2.12 Suppose that a base cuboid has three dimensions A, B, C, with the following number of cells: |A| =
1,000,000, |B|=100, and |C|=1000. Suppose that each dimension is evenly partitioned into 10 portions
for chunking.
a. Assuming each dimension has only one level, draw the complete lattice of the cube.
Solution to Assignment1
b. If each cube cell stores one measure with 4 bytes, what is the total size of the computed cube if
the cube is dense?
1-D Cuboids
All: 1 * 4 = 4
A: 1,000,000 * 4 = 4,000,000
B: 100 * 4 = 400
C: 1,000 * 4 = 4,000
2-D Cuboids
AB: 1,000,000 * 100 * 4 = 400,000,000
AC: 1,000,000 * 1,000 * 4 = 4,000,000,000
BC: 100 * 1,000 * 4 = 400,000
ABC: 1,000,000 * 100 * 1,000 * 4 = 400,000,000,000
c. State the order for computing the chunks in the cube that requires the least amount of space,
and compute the total amount of main memory space required for computing the 2-D planes.

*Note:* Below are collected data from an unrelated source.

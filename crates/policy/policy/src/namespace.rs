use std::collections::HashSet;

use tracing::{debug, instrument};

use crate::compiler::translate::translate_comparison;
use crate::error::PolicyError;
use crate::ir::condition::Condition;
use crate::ir::fileclass::FileClass;
use crate::ir::policy::Policy;

/// The FileClasses and Policies declared by one configuration load.
///
/// FileClass and Policy names share one namespace; declaring a name twice
/// is an error. Every comparison is translated once at declaration so an
/// invalid condition is reported where it is written.
#[derive(Debug, Clone, Default)]
pub struct Namespace {
    fileclasses: Vec<FileClass>,
    policies: Vec<Policy>,
    names: HashSet<String>,
}

impl Namespace {
    pub fn new() -> Self {
        Self::default()
    }

    /// Declare a named condition alias.
    #[instrument(skip_all)]
    pub fn declare_fileclass(
        &mut self,
        name: impl Into<String>,
        condition: impl Into<Condition>,
    ) -> Result<FileClass, PolicyError> {
        let name = name.into();
        self.check_name(&name)?;
        let condition = condition.into();
        validate(&condition)?;

        debug!(fileclass = %name, "declared fileclass");
        let class = FileClass::new(name.clone(), condition);
        self.names.insert(name);
        self.fileclasses.push(class.clone());
        Ok(class)
    }

    /// Declare a policy after checking its conditions and actions.
    #[instrument(skip_all, fields(policy = %policy.name, rules_count = policy.rules.len()))]
    pub fn declare_policy(&mut self, policy: Policy) -> Result<(), PolicyError> {
        self.check_name(&policy.name)?;
        validate(&policy.target)?;
        policy.action.normalize()?;

        let mut rule_names = HashSet::new();
        for rule in &policy.rules {
            if !rule_names.insert(rule.name.as_str()) {
                return Err(PolicyError::DuplicateName(format!(
                    "{}/{}",
                    policy.name, rule.name
                )));
            }
            validate(&rule.condition)?;
            if let Some(action) = &rule.action {
                action.normalize()?;
            }
        }

        self.names.insert(policy.name.clone());
        self.policies.push(policy);
        debug!("declared policy");
        Ok(())
    }

    pub fn fileclass(&self, name: &str) -> Option<&FileClass> {
        self.fileclasses.iter().find(|c| c.name() == name)
    }

    /// Look a FileClass up, failing with `UnknownFileClass`.
    pub fn require_fileclass(&self, name: &str) -> Result<FileClass, PolicyError> {
        self.fileclass(name)
            .cloned()
            .ok_or_else(|| PolicyError::UnknownFileClass(name.to_owned()))
    }

    pub fn policy(&self, name: &str) -> Option<&Policy> {
        self.policies.iter().find(|p| p.name == name)
    }

    /// FileClasses in declaration order.
    pub fn fileclasses(&self) -> impl Iterator<Item = &FileClass> {
        self.fileclasses.iter()
    }

    /// Policies in declaration order.
    pub fn policies(&self) -> impl Iterator<Item = &Policy> {
        self.policies.iter()
    }

    pub fn is_empty(&self) -> bool {
        self.fileclasses.is_empty() && self.policies.is_empty()
    }

    /// Resolve the policies to run, in the requested order.
    ///
    /// Fails with `UnknownPolicy` naming every name that is not declared.
    pub fn select<S: AsRef<str>>(&self, names: &[S]) -> Result<Vec<&Policy>, PolicyError> {
        let mut selected = Vec::with_capacity(names.len());
        let mut unknown = Vec::new();
        for name in names {
            match self.policy(name.as_ref()) {
                Some(policy) => selected.push(policy),
                None => unknown.push(name.as_ref().to_owned()),
            }
        }
        if !unknown.is_empty() {
            return Err(PolicyError::UnknownPolicy(unknown));
        }
        Ok(selected)
    }

    fn check_name(&self, name: &str) -> Result<(), PolicyError> {
        if self.names.contains(name) {
            return Err(PolicyError::DuplicateName(name.to_owned()));
        }
        Ok(())
    }
}

fn validate(condition: &Condition) -> Result<(), PolicyError> {
    condition.try_for_each_comparison(&mut |c| translate_comparison(c).map(|_| ()))
}

#[cfg(test)]
mod tests {
    use super::*;
    use crate::ir::action::ActionSpec;
    use crate::ir::condition::{CompareOp, NAME, SIZE, TYPE, USER};
    use crate::ir::policy::Rule;

    #[test]
    fn duplicate_fileclass_is_rejected() {
        let mut ns = Namespace::new();
        ns.declare_fileclass("logs", NAME.eq("*.log")).unwrap();
        let err = ns.declare_fileclass("logs", NAME.eq("*.txt")).unwrap_err();
        assert!(matches!(err, PolicyError::DuplicateName(ref n) if n == "logs"));
        assert_eq!(ns.fileclasses().count(), 1);
    }

    #[test]
    fn fileclasses_and_policies_share_names() {
        let mut ns = Namespace::new();
        ns.declare_fileclass("cleanup", NAME.eq("*.tmp")).unwrap();
        let err = ns
            .declare_policy(Policy::new("cleanup", SIZE.gt("0"), ActionSpec::common("delete")))
            .unwrap_err();
        assert!(matches!(err, PolicyError::DuplicateName(_)));
    }

    #[test]
    fn invalid_conditions_fail_at_declaration() {
        let mut ns = Namespace::new();
        let err = ns.declare_fileclass("bad", TYPE.gt("file")).unwrap_err();
        assert!(matches!(err, PolicyError::UnsupportedOperator { .. }));

        let err = ns
            .declare_fileclass("bogus", Condition::compare("Bogus", CompareOp::Eq, 1))
            .unwrap_err();
        assert!(matches!(err, PolicyError::UnknownField(_)));
        assert!(ns.is_empty());
    }

    #[test]
    fn policy_validation_covers_rules() {
        let mut ns = Namespace::new();
        let policy = Policy::new("p", SIZE.gt("0"), ActionSpec::common("log"))
            .with_rule(Rule::new("r", SIZE.gt("huge")));
        assert!(matches!(
            ns.declare_policy(policy),
            Err(PolicyError::InvalidFormat(_))
        ));

        let policy = Policy::new("p", SIZE.gt("0"), ActionSpec::common("log"))
            .with_rule(Rule::new("r", USER.eq("a")))
            .with_rule(Rule::new("r", USER.eq("b")));
        assert!(matches!(
            ns.declare_policy(policy),
            Err(PolicyError::DuplicateName(ref n)) if n == "p/r"
        ));

        let policy = Policy::new("p", SIZE.gt("0"), ActionSpec::handler(""));
        assert!(matches!(
            ns.declare_policy(policy),
            Err(PolicyError::InvalidActionSpec(_))
        ));
    }

    #[test]
    fn fileclass_lookup() {
        let mut ns = Namespace::new();
        let logs = ns.declare_fileclass("logs", NAME.eq("*.log")).unwrap();
        assert_eq!(ns.require_fileclass("logs").unwrap(), logs);
        assert!(matches!(
            ns.require_fileclass("nope"),
            Err(PolicyError::UnknownFileClass(_))
        ));
    }

    #[test]
    fn select_reports_all_unknown_policies() {
        let mut ns = Namespace::new();
        ns.declare_policy(Policy::new("a", SIZE.gt("0"), ActionSpec::common("log")))
            .unwrap();
        ns.declare_policy(Policy::new("b", SIZE.gt("0"), ActionSpec::common("log")))
            .unwrap();

        assert_eq!(ns.policy("a").unwrap().name, "a");

        let selected = ns.select(&["b", "a"]).unwrap();
        let names: Vec<_> = selected.iter().map(|p| p.name.as_str()).collect();
        assert_eq!(names, ["b", "a"]);

        let err = ns.select(&["a", "x", "y"]).unwrap_err();
        assert!(matches!(err, PolicyError::UnknownPolicy(ref n) if n == &["x", "y"]));
    }
}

Answer: The total amount of main memory space required for computing the 2-D planes is
1,000 x 100 (for the entire BC plane) + 100 x 100,000 (for one row of the AB plane) +
100,000 x 100 (for one chunk of the AC plane) = 100,000 + 10,000,000 + 10,000,000 =
20,100,000 cells = 80,400,000 bytes.